Bajic-Hajdukovic, Ivana (2013) ‘Food, Family, and Memory: Belgrade Mothers and Their Migrant Children.’ Food and Foodways, 21(1): 46-65.

This article explores the link between food, memory, and cultural transmission in the context of migrant adult children and their mothers left behind. Since the fall of Yugoslavia in 1991 these women have experienced severe social, financial, and emotional disruption caused by the consequences of war, hyperinflation, postcommunist turmoil, and the loss of children to migration. All this had a profoundly disorienting effect on these elderly women, leaving them to their own means to re-establish the sense of “wholeness” in their lives. Sending food to migrant children served to instill a memory of who these women are to their children and to remind migrants of their family. It also served mothers themselves to reiterate their role as “mothers” within a wider social network and society. Cultural transmission in the sphere of domesticity is one of few available ways for these elderly women to attain at least some sort of power in a male-dominated patriarchal Serbian society. Food, it will be argued here, does not only help migrants restore sense of “wholeness”, but it serves as a powerful tool in the process of social reproduction.

Bailey, Olga G. (2012) ‘Migrant African women: Tales of agency and belonging.’ Ethnic and Racial Studies, 35(5): 850-867.

This paper explores issues of belonging and agency among asylum seekers and refugee women of African origin in the UK. It discusses the ways these women engendered resistance in their everyday life to destitution, lack of cultural recognition, and gender inequality through the foundation of their own non-governmental organization, African Women’s Empowerment Forum, AWEF, a collective ‘home’ space. The focus of this account is on migrant women’s agency and self-determination for the exercise of choice to be active actors in society. It points to what might be an important phenomenon on how local grassroots movements are challenging the invisibility of asylum seekers’ and refugees’ lives and expanding the notion of politics to embrace a wider notion of community politics with solidarity. AWEF is the embodiment of a social space that resonates the ‘in-between’ experience of migrant life providing stability to the women members regarding political and community identification.

Cheng, Isabelle (2013) ‘Making foreign women the mother of our nation: The exclusion and assimilation of immigrant women in Taiwan.’ Asian Ethnicity, 14(2): 157-179.

Citizenship awarding is politicised. Conceiving female marriage migration as a national threat, Taiwan’s citizenship legislation is consciously designed and purposefully utilised to achieve exclusion and assimilation. Driven by a nationalistic impetus, it shows how Taiwan imagines itself as a modern, prosperous and homogenous nation and projects upon the immigrant outsiders as a threat to its self-identity. Examined through immigrant women’s lived experiences, this citizenship legislation is biased by gender, class and ethnicity. The implementation of the legislation is not only an example of symbolic politics but also banal nationalism realised at grassroots level in the private domain. Immigrant women’s lived experiences show that exclusion and assimilation stemmed from banal nationalism is not just an operation of symbolic politics but is also enmeshed with their everyday life.

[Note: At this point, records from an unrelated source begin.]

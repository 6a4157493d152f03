use parametric_hazards::{
    metrics::{kaplan_meier, nelson_aalen, step_value, ModelMetrics},
    simulate, CensoringScheme, ExponentialHazard, ParametricSurvivalModel, SimulationConfig,
    WeibullHazard,
};
use ndarray::Array1;

fn main() -> Result<(), Box<dyn std::error::Error>> {
    env_logger::init();

    println!("Parametric Survival Models - Basic Usage Example");
    println!("================================================\n");

    // Weibull lifetimes (lambda = 10, rho = 1.5); study stops at t = 12
    let config = SimulationConfig::new(250, 10.0, 1.5)
        .with_censoring(CensoringScheme::FixedHorizon { horizon: 12.0 })
        .with_seed(1);
    let data = simulate(&config)?;

    println!("Dataset Information:");
    println!("  - Number of samples: {}", data.n_samples());
    println!("  - Number of events: {}", data.n_events());
    println!("  - Number of censored: {}", data.n_censored());
    println!();

    // Example 1: Weibull fit
    println!("Example 1: Weibull Model");
    println!("------------------------");

    let mut weibull = ParametricSurvivalModel::new(WeibullHazard)
        .with_max_iterations(1000)
        .with_tolerance(1e-8);
    weibull.fit(&data)?;

    weibull.summary()?.print();
    println!();

    // Example 2: Exponential fit, the rho = 1 special case
    println!("Example 2: Exponential Model");
    println!("----------------------------");

    let mut exponential = ParametricSurvivalModel::new(ExponentialHazard);
    exponential.fit(&data)?;

    exponential.summary()?.print();
    println!();

    // Example 3: which fits better?
    println!("Example 3: Model Comparison");
    println!("---------------------------");

    let weibull_metrics = ModelMetrics::compute(weibull.log_likelihood()?, 2, &data)?;
    let exponential_metrics = ModelMetrics::compute(exponential.log_likelihood()?, 1, &data)?;
    println!("weibull:");
    weibull_metrics.print();
    println!("\nexponential:");
    exponential_metrics.print();
    println!();

    // Example 4: fitted curves vs the nonparametric estimates
    println!("Example 4: Fitted vs Nonparametric");
    println!("----------------------------------");

    let km = kaplan_meier(&data);
    let na = nelson_aalen(&data);
    let times = Array1::linspace(1.0, 12.0, 12);
    let surv = weibull.predict_survival(times.view())?;
    let cum = weibull.predict_cumulative_hazard(times.view())?;

    println!("{:>6} {:>10} {:>10} {:>10} {:>10}", "t", "S weibull", "S km", "H weibull", "H na");
    for (j, &t) in times.iter().enumerate() {
        println!(
            "{:>6.1} {:>10.4} {:>10.4} {:>10.4} {:>10.4}",
            t,
            surv[j],
            step_value(&km, t, 1.0),
            cum[j],
            step_value(&na, t, 0.0)
        );
    }

    Ok(())
}
//! In-memory keystash stores, for sessions that must not touch disk and for
//! tests.
//!
//! Neither store synchronises access; wrap in a lock to share across threads.

pub mod non_session;
pub mod store;

pub use non_session::MemNonSessionStore;
pub use store::MemKeyStore;
use std::collections::BTreeMap;

use keystash_core::naming::is_safe_cluster_name;
use keystash_core::{
    KeyStoreError, NonSessionKeyStore, Profile, ProfileStore, Result, TrustedCertBundle,
    known_hosts, pem_blocks,
};
use ssh_key::PublicKey;
use tracing::warn;

/// Profile, known hosts and trusted CAs held in memory.
///
/// Holds at most one profile, which is always the current one.
#[derive(Debug, Clone, Default)]
pub struct MemNonSessionStore {
    profile: Option<Profile>,
    known_hosts: Vec<u8>,
    trusted_cas: BTreeMap<String, Vec<TrustedCertBundle>>,
}

impl MemNonSessionStore {
    pub fn new() -> Self {
        Self::default()
    }

    pub fn with_profile(profile: Profile) -> Self {
        Self {
            profile: Some(profile),
            ..Self::default()
        }
    }

    fn profile(&self) -> Result<&Profile> {
        self.profile
            .as_ref()
            .ok_or_else(|| KeyStoreError::NotFound("in-memory profile".into()))
    }
}

impl ProfileStore for MemNonSessionStore {
    fn current_profile(&self) -> Result<String> {
        Ok(self.profile()?.name().to_string())
    }

    fn list_profiles(&self) -> Result<Vec<String>> {
        Ok(self
            .profile
            .iter()
            .map(|p| p.name().to_string())
            .collect())
    }

    fn get_profile(&self, name: &str) -> Result<Profile> {
        let profile = self.profile()?;
        if profile.name() != name {
            return Err(KeyStoreError::NotFound(format!("profile {name:?}")));
        }
        Ok(profile.clone())
    }

    fn save_profile(&mut self, profile: &Profile, _make_current: bool) -> Result<()> {
        self.profile = Some(profile.clone());
        Ok(())
    }
}

impl NonSessionKeyStore for MemNonSessionStore {
    fn get_known_hosts_file(&self) -> Result<Vec<u8>> {
        Ok(self.known_hosts.clone())
    }

    fn add_known_host_keys(
        &mut self,
        hostname: &str,
        proxy_host: &str,
        keys: &[PublicKey],
    ) -> Result<()> {
        self.known_hosts = known_hosts::merge(&self.known_hosts, proxy_host, hostname, keys)?;
        Ok(())
    }

    fn get_known_host_keys(&self, hostname: &str) -> Result<Vec<PublicKey>> {
        known_hosts::host_keys(&self.known_hosts, hostname)
    }

    fn save_trusted_certs(&mut self, proxy_host: &str, cas: &[TrustedCertBundle]) -> Result<()> {
        let bundles = self.trusted_cas.entry(proxy_host.to_string()).or_default();
        for ca in cas {
            if !is_safe_cluster_name(&ca.cluster_name) {
                warn!(cluster = ?ca.cluster_name, "skipped unsafe cluster name");
                continue;
            }
            match bundles.iter_mut().find(|b| b.cluster_name == ca.cluster_name) {
                Some(existing) => *existing = ca.clone(),
                None => bundles.push(ca.clone()),
            }
        }
        Ok(())
    }

    fn get_trusted_certs_pem(&self, proxy_host: &str) -> Result<Vec<Vec<u8>>> {
        Ok(self
            .trusted_cas
            .get(proxy_host)
            .into_iter()
            .flatten()
            .flat_map(|ca| &ca.tls_certificates)
            .flat_map(|cert| pem_blocks::certificate_blocks(cert))
            .map(<[u8]>::to_vec)
            .collect())
    }
}

#[cfg(test)]
mod tests {
    use super::*;
    use keystash_core::fixtures;

    #[test]
    fn profile_lifecycle() {
        let mut store = MemNonSessionStore::new();
        assert!(store.current_profile().unwrap_err().is_not_found());
        assert!(store.list_profiles().unwrap().is_empty());

        let profile = Profile {
            web_proxy_addr: "px.example.com:443".into(),
            ..Default::default()
        };
        store.save_profile(&profile, false).unwrap();
        assert_eq!(store.current_profile().unwrap(), "px.example.com");
        assert_eq!(store.list_profiles().unwrap(), ["px.example.com"]);
        assert_eq!(store.get_profile("px.example.com").unwrap(), profile);
        assert!(store.get_profile("other").unwrap_err().is_not_found());
    }

    #[test]
    fn known_hosts_merge_in_memory() {
        let mut store = MemNonSessionStore::new();
        let key = fixtures::private_key(5).public_key();
        store.add_known_host_keys("h1", "p1", &[key.clone()]).unwrap();
        store.add_known_host_keys("h1", "p1", &[key.clone()]).unwrap();
        let content = String::from_utf8(store.get_known_hosts_file().unwrap()).unwrap();
        assert_eq!(content.lines().count(), 1);
        assert!(content.starts_with("@cert-authority p1,h1,*.h1 "));
        assert_eq!(store.get_known_host_keys("h1").unwrap(), vec![key]);
    }

    #[test]
    fn trusted_certs_skip_unsafe_and_replace_by_cluster() {
        let mut store = MemNonSessionStore::new();
        let old = fixtures::tls_cert("old");
        let new = fixtures::tls_cert("new");
        store
            .save_trusted_certs(
                "px",
                &[
                    TrustedCertBundle::new("../evil", vec![fixtures::tls_cert("evil")]),
                    TrustedCertBundle::new("root", vec![old]),
                ],
            )
            .unwrap();
        store
            .save_trusted_certs("px", &[TrustedCertBundle::new("root", vec![new.clone()])])
            .unwrap();

        assert_eq!(store.get_trusted_certs_pem("px").unwrap(), vec![new]);
        assert!(store.get_trusted_certs_pem("other").unwrap().is_empty());
    }
}
//! On-disk layout of a profile directory.
//!
//! ```text
//! <root>/
//!   keys/<proxy>/
//!     <user>                               private key (0600)
//!     <user>.pub                           public key
//!     <user>-x509.pem                      TLS certificate
//!     <user>.ppk                           auxiliary key file (optional)
//!     certs.pem                            legacy concatenated CA bundle
//!     cas/<cluster>.pem                    per-cluster CA bundle
//!     <user>-ssh/<cluster>-cert.pub        SSH certificates
//!     <user>-kube/<cluster>/<kube>-x509.pem
//!     <user>-db/<cluster>/<db>-x509.pem
//!     <user>-app/<cluster>/<app>-x509.pem
//!   known_hosts
//!   current-profile
//!   <profile>.toml
//!   config/                                preserved by a full wipe
//! ```
//!
//! Every function here is pure.  Proxy, user and cluster components must be
//! validated by the caller; protocol-specific names (kube/db/app) are escaped
//! into a single segment here via [`crate::naming::escape_segment`].

use std::path::{Path, PathBuf};

use crate::naming::escape_segment;

pub const KEYS_DIR: &str = "keys";
pub const CONFIG_DIR: &str = "config";
pub const KNOWN_HOSTS: &str = "known_hosts";
pub const CURRENT_PROFILE: &str = "current-profile";
pub const PROFILE_EXT: &str = "toml";
pub const CAS_DIR: &str = "cas";
pub const LEGACY_CAS_FILE: &str = "certs.pem";

const FILE_EXT_PUB: &str = ".pub";
const FILE_EXT_PPK: &str = ".ppk";
const FILE_EXT_PEM: &str = ".pem";
const FILE_EXT_TLS_CERT: &str = "-x509.pem";
pub const FILE_EXT_SSH_CERT: &str = "-cert.pub";
const SSH_DIR_SUFFIX: &str = "-ssh";
const KUBE_DIR_SUFFIX: &str = "-kube";
const DB_DIR_SUFFIX: &str = "-db";
const APP_DIR_SUFFIX: &str = "-app";

/// `<root>/keys`
pub fn keys_dir(root: &Path) -> PathBuf {
    root.join(KEYS_DIR)
}

/// `<root>/keys/<proxy>`
pub fn proxy_key_dir(root: &Path, proxy: &str) -> PathBuf {
    keys_dir(root).join(proxy)
}

/// `<root>/keys/<proxy>/<user>`
pub fn user_key_path(root: &Path, proxy: &str, user: &str) -> PathBuf {
    proxy_key_dir(root, proxy).join(user)
}

/// `<root>/keys/<proxy>/<user>.pub`
pub fn public_key_path(root: &Path, proxy: &str, user: &str) -> PathBuf {
    proxy_key_dir(root, proxy).join(format!("{user}{FILE_EXT_PUB}"))
}

/// `<root>/keys/<proxy>/<user>-x509.pem`
pub fn tls_cert_path(root: &Path, proxy: &str, user: &str) -> PathBuf {
    proxy_key_dir(root, proxy).join(format!("{user}{FILE_EXT_TLS_CERT}"))
}

/// `<root>/keys/<proxy>/<user>.ppk`
pub fn ppk_file_path(root: &Path, proxy: &str, user: &str) -> PathBuf {
    proxy_key_dir(root, proxy).join(format!("{user}{FILE_EXT_PPK}"))
}

/// `<root>/keys/<proxy>/certs.pem`
pub fn tls_cas_path(root: &Path, proxy: &str) -> PathBuf {
    proxy_key_dir(root, proxy).join(LEGACY_CAS_FILE)
}

/// `<root>/keys/<proxy>/cas`
pub fn cas_dir(root: &Path, proxy: &str) -> PathBuf {
    proxy_key_dir(root, proxy).join(CAS_DIR)
}

/// `<root>/keys/<proxy>/cas/<cluster>.pem`
pub fn tls_cas_path_cluster(root: &Path, proxy: &str, cluster: &str) -> PathBuf {
    cas_dir(root, proxy).join(format!("{cluster}{FILE_EXT_PEM}"))
}

/// `<root>/keys/<proxy>/<user>-ssh`
pub fn ssh_dir(root: &Path, proxy: &str, user: &str) -> PathBuf {
    proxy_key_dir(root, proxy).join(format!("{user}{SSH_DIR_SUFFIX}"))
}

/// `<root>/keys/<proxy>/<user>-ssh/<cluster>-cert.pub`
pub fn ssh_cert_path(root: &Path, proxy: &str, user: &str, cluster: &str) -> PathBuf {
    ssh_dir(root, proxy, user).join(format!("{cluster}{FILE_EXT_SSH_CERT}"))
}

/// `<root>/keys/<proxy>/<user>-kube`
pub fn kube_dir(root: &Path, proxy: &str, user: &str) -> PathBuf {
    proxy_key_dir(root, proxy).join(format!("{user}{KUBE_DIR_SUFFIX}"))
}

/// `<root>/keys/<proxy>/<user>-kube/<cluster>`
pub fn kube_cert_dir(root: &Path, proxy: &str, user: &str, cluster: &str) -> PathBuf {
    kube_dir(root, proxy, user).join(cluster)
}

/// `<root>/keys/<proxy>/<user>-kube/<cluster>/<kube>-x509.pem`
pub fn kube_cert_path(root: &Path, proxy: &str, user: &str, cluster: &str, kube: &str) -> PathBuf {
    kube_cert_dir(root, proxy, user, cluster).join(tls_cert_file_name(kube))
}

/// `<root>/keys/<proxy>/<user>-db`
pub fn database_dir(root: &Path, proxy: &str, user: &str) -> PathBuf {
    proxy_key_dir(root, proxy).join(format!("{user}{DB_DIR_SUFFIX}"))
}

/// `<root>/keys/<proxy>/<user>-db/<cluster>`
pub fn database_cert_dir(root: &Path, proxy: &str, user: &str, cluster: &str) -> PathBuf {
    database_dir(root, proxy, user).join(cluster)
}

/// `<root>/keys/<proxy>/<user>-db/<cluster>/<db>-x509.pem`
pub fn database_cert_path(
    root: &Path,
    proxy: &str,
    user: &str,
    cluster: &str,
    db: &str,
) -> PathBuf {
    database_cert_dir(root, proxy, user, cluster).join(tls_cert_file_name(db))
}

/// `<root>/keys/<proxy>/<user>-app`
pub fn app_dir(root: &Path, proxy: &str, user: &str) -> PathBuf {
    proxy_key_dir(root, proxy).join(format!("{user}{APP_DIR_SUFFIX}"))
}

/// `<root>/keys/<proxy>/<user>-app/<cluster>`
pub fn app_cert_dir(root: &Path, proxy: &str, user: &str, cluster: &str) -> PathBuf {
    app_dir(root, proxy, user).join(cluster)
}

/// `<root>/keys/<proxy>/<user>-app/<cluster>/<app>-x509.pem`
pub fn app_cert_path(root: &Path, proxy: &str, user: &str, cluster: &str, app: &str) -> PathBuf {
    app_cert_dir(root, proxy, user, cluster).join(tls_cert_file_name(app))
}

/// `<root>/known_hosts`
pub fn known_hosts_path(root: &Path) -> PathBuf {
    root.join(KNOWN_HOSTS)
}

/// `<root>/current-profile`
pub fn current_profile_path(root: &Path) -> PathBuf {
    root.join(CURRENT_PROFILE)
}

/// `<root>/<name>.toml`
pub fn profile_path(root: &Path, name: &str) -> PathBuf {
    root.join(format!("{name}.{PROFILE_EXT}"))
}

/// `<root>/config`
pub fn config_dir(root: &Path) -> PathBuf {
    root.join(CONFIG_DIR)
}

fn tls_cert_file_name(name: &str) -> String {
    format!("{}{FILE_EXT_TLS_CERT}", escape_segment(name))
}

/// Strip a certificate file suffix (`-x509.pem` or `-cert.pub`).
///
/// Returns `None` when the file name carries neither suffix, i.e. it is not
/// a certificate this layout produced.
pub fn trim_cert_path_suffix(file_name: &str) -> Option<&str> {
    file_name
        .strip_suffix(FILE_EXT_TLS_CERT)
        .or_else(|| file_name.strip_suffix(FILE_EXT_SSH_CERT))
}

#[cfg(test)]
mod tests {
    use super::*;

    const ROOT: &str = "/home/alice/.keystash";

    #[test]
    fn base_key_files() {
        let root = Path::new(ROOT);
        assert_eq!(
            user_key_path(root, "px.example.com", "alice"),
            Path::new("/home/alice/.keystash/keys/px.example.com/alice")
        );
        assert_eq!(
            public_key_path(root, "px.example.com", "alice"),
            Path::new("/home/alice/.keystash/keys/px.example.com/alice.pub")
        );
        assert_eq!(
            tls_cert_path(root, "px.example.com", "alice"),
            Path::new("/home/alice/.keystash/keys/px.example.com/alice-x509.pem")
        );
    }

    #[test]
    fn per_cluster_cert_files() {
        let root = Path::new(ROOT);
        assert_eq!(
            ssh_cert_path(root, "px", "alice", "root"),
            Path::new("/home/alice/.keystash/keys/px/alice-ssh/root-cert.pub")
        );
        assert_eq!(
            kube_cert_path(root, "px", "alice", "root", "k8s"),
            Path::new("/home/alice/.keystash/keys/px/alice-kube/root/k8s-x509.pem")
        );
        assert_eq!(
            database_cert_path(root, "px", "alice", "root", "pg1"),
            Path::new("/home/alice/.keystash/keys/px/alice-db/root/pg1-x509.pem")
        );
        assert_eq!(
            app_cert_path(root, "px", "alice", "root", "grafana"),
            Path::new("/home/alice/.keystash/keys/px/alice-app/root/grafana-x509.pem")
        );
    }

    #[test]
    fn traversal_names_stay_inside_cert_dir() {
        let root = Path::new(ROOT);
        let dir = database_cert_dir(root, "px", "alice", "root");
        let path = database_cert_path(root, "px", "alice", "root", "../../etc/passwd");
        assert_eq!(path.parent(), Some(dir.as_path()));
        assert!(path.starts_with(root));
        assert!(
            path.components()
                .all(|c| c != std::path::Component::ParentDir)
        );
    }

    #[test]
    fn distinct_names_map_to_distinct_paths() {
        let root = Path::new(ROOT);
        let a = kube_cert_path(root, "px", "alice", "root", "a/b");
        let b = kube_cert_path(root, "px", "alice", "root", "a_b");
        let c = kube_cert_path(root, "px", "alice", "root", "a%2Fb");
        assert_ne!(a, b);
        assert_ne!(a, c);
        assert_eq!(a, kube_cert_path(root, "px", "alice", "root", "a/b"));
    }

    #[test]
    fn trims_known_suffixes_only() {
        assert_eq!(trim_cert_path_suffix("pg1-x509.pem"), Some("pg1"));
        assert_eq!(trim_cert_path_suffix("root-cert.pub"), Some("root"));
        assert_eq!(trim_cert_path_suffix("notes.txt"), None);
    }

    #[test]
    fn shared_files() {
        let root = Path::new(ROOT);
        assert_eq!(
            known_hosts_path(root),
            Path::new("/home/alice/.keystash/known_hosts")
        );
        assert_eq!(
            tls_cas_path_cluster(root, "px", "leaf"),
            Path::new("/home/alice/.keystash/keys/px/cas/leaf.pem")
        );
        assert_eq!(
            tls_cas_path(root, "px"),
            Path::new("/home/alice/.keystash/keys/px/certs.pem")
        );
    }
}
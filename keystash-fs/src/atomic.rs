//! Crash-safe file helpers.
//!
//! Every write goes to a temp file in the destination directory, is synced,
//! and is then renamed over the target, so readers see either the old or the
//! new content.  Temp files are created owner-only from the start.

use std::fs;
use std::io::{ErrorKind, Write};
use std::path::{Path, PathBuf};

use keystash_core::{KeyStoreError, Result};
use tempfile::NamedTempFile;
use tracing::debug;

/// Private keys and certificates.
pub const KEY_FILE_MODE: u32 = 0o600;
/// Known hosts and CA bundles.
pub const SHARED_FILE_MODE: u32 = 0o640;
pub const DIR_MODE: u32 = 0o700;

pub fn create_dir_all(path: &Path) -> Result<()> {
    let mut builder = fs::DirBuilder::new();
    builder.recursive(true);
    #[cfg(unix)]
    {
        use std::os::unix::fs::DirBuilderExt;
        builder.mode(DIR_MODE);
    }
    builder
        .create(path)
        .map_err(|e| KeyStoreError::from_io(format!("create directory {}", path.display()), e))
}

/// Atomically replace `path` with `data`, creating parent directories.
pub fn write_file(path: &Path, data: &[u8], mode: u32) -> Result<()> {
    let ctx = || format!("write {}", path.display());
    let dir = path
        .parent()
        .ok_or_else(|| KeyStoreError::InvalidIndex(format!("{} has no parent", path.display())))?;
    create_dir_all(dir)?;

    let mut tmp = NamedTempFile::new_in(dir).map_err(|e| KeyStoreError::from_io(ctx(), e))?;
    #[cfg(unix)]
    {
        use std::os::unix::fs::PermissionsExt;
        tmp.as_file()
            .set_permissions(fs::Permissions::from_mode(mode))
            .map_err(|e| KeyStoreError::from_io(ctx(), e))?;
    }
    #[cfg(not(unix))]
    let _ = mode;

    tmp.write_all(data)
        .and_then(|()| tmp.as_file().sync_all())
        .map_err(|e| KeyStoreError::from_io(ctx(), e))?;
    tmp.persist(path)
        .map_err(|e| KeyStoreError::from_io(ctx(), e.error))?;

    debug!(path = %path.display(), bytes = data.len(), "wrote file");
    Ok(())
}

pub fn read_file(path: &Path) -> Result<Vec<u8>> {
    fs::read(path).map_err(|e| KeyStoreError::from_io(format!("read {}", path.display()), e))
}

/// Read a file, mapping "not found" to `None`.
pub fn read_optional(path: &Path) -> Result<Option<Vec<u8>>> {
    match fs::read(path) {
        Ok(data) => Ok(Some(data)),
        Err(e) if e.kind() == ErrorKind::NotFound => Ok(None),
        Err(e) => Err(KeyStoreError::from_io(format!("read {}", path.display()), e)),
    }
}

/// Metadata for `path`, or `None` when nothing is there.
pub fn metadata_optional(path: &Path) -> Result<Option<fs::Metadata>> {
    match fs::metadata(path) {
        Ok(meta) => Ok(Some(meta)),
        Err(e) if e.kind() == ErrorKind::NotFound => Ok(None),
        Err(e) => Err(KeyStoreError::from_io(format!("stat {}", path.display()), e)),
    }
}

/// Remove a file; an absent file is not an error.
pub fn remove_file(path: &Path) -> Result<()> {
    match fs::remove_file(path) {
        Ok(()) => {
            debug!(path = %path.display(), "removed file");
            Ok(())
        }
        Err(e) if e.kind() == ErrorKind::NotFound => Ok(()),
        Err(e) => Err(KeyStoreError::from_io(format!("remove {}", path.display()), e)),
    }
}

/// Remove a file or directory tree; an absent path is not an error.
pub fn remove_all(path: &Path) -> Result<()> {
    let meta = match fs::symlink_metadata(path) {
        Ok(meta) => meta,
        Err(e) if e.kind() == ErrorKind::NotFound => return Ok(()),
        Err(e) => return Err(KeyStoreError::from_io(format!("stat {}", path.display()), e)),
    };
    let removed = if meta.is_dir() {
        fs::remove_dir_all(path)
    } else {
        fs::remove_file(path)
    };
    match removed {
        Ok(()) => {
            debug!(path = %path.display(), "removed");
            Ok(())
        }
        Err(e) if e.kind() == ErrorKind::NotFound => Ok(()),
        Err(e) => Err(KeyStoreError::from_io(format!("remove {}", path.display()), e)),
    }
}

/// Entries of `dir` sorted by file name.
pub fn read_dir_sorted(dir: &Path) -> Result<Vec<(String, PathBuf, fs::FileType)>> {
    let ctx = || format!("read directory {}", dir.display());
    let mut entries = Vec::new();
    for entry in fs::read_dir(dir).map_err(|e| KeyStoreError::from_io(ctx(), e))? {
        let entry = entry.map_err(|e| KeyStoreError::from_io(ctx(), e))?;
        let file_type = entry
            .file_type()
            .map_err(|e| KeyStoreError::from_io(ctx(), e))?;
        let Some(name) = entry.file_name().to_str().map(str::to_string) else {
            debug!(path = %entry.path().display(), "skipping non-UTF-8 file name");
            continue;
        };
        entries.push((name, entry.path(), file_type));
    }
    entries.sort_by(|a, b| a.0.cmp(&b.0));
    Ok(entries)
}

Cvajner, Martina (2012) ‘The Presentation of Self in Emigration: Eastern European Women in Italy.’ Annals of the American Academy of Political and Social Science, 642: 186-199.

This article, based on five years of ethnographic fieldwork, describes the strategies for the presentation of the Self employed by Eastern European immigrant women in the Italian northeast. These middle-aged women migrated alone, are employed as live-in care workers, and often lack legal status. For them, migration is a deeply felt trauma, which they narrate as being forced upon them by the collapse of the USSR and the failures of the transition to a market economy. They perceive their life in Italy as degrading, their work is stressful and undignified, they miss their children, and they are often seen as poor mothers with questionable morals. Consequently, they seek to dilute the social stigma, presenting positive images of their selves and claiming respect from a variety of audiences. The women continuously endeavor to define their current condition as accidental and temporary and to assert their right to a better future.

Dreby, Joanna (2009) ‘Gender and Transnational Gossip.’ Qualitative Sociology, 32(1): 33-52.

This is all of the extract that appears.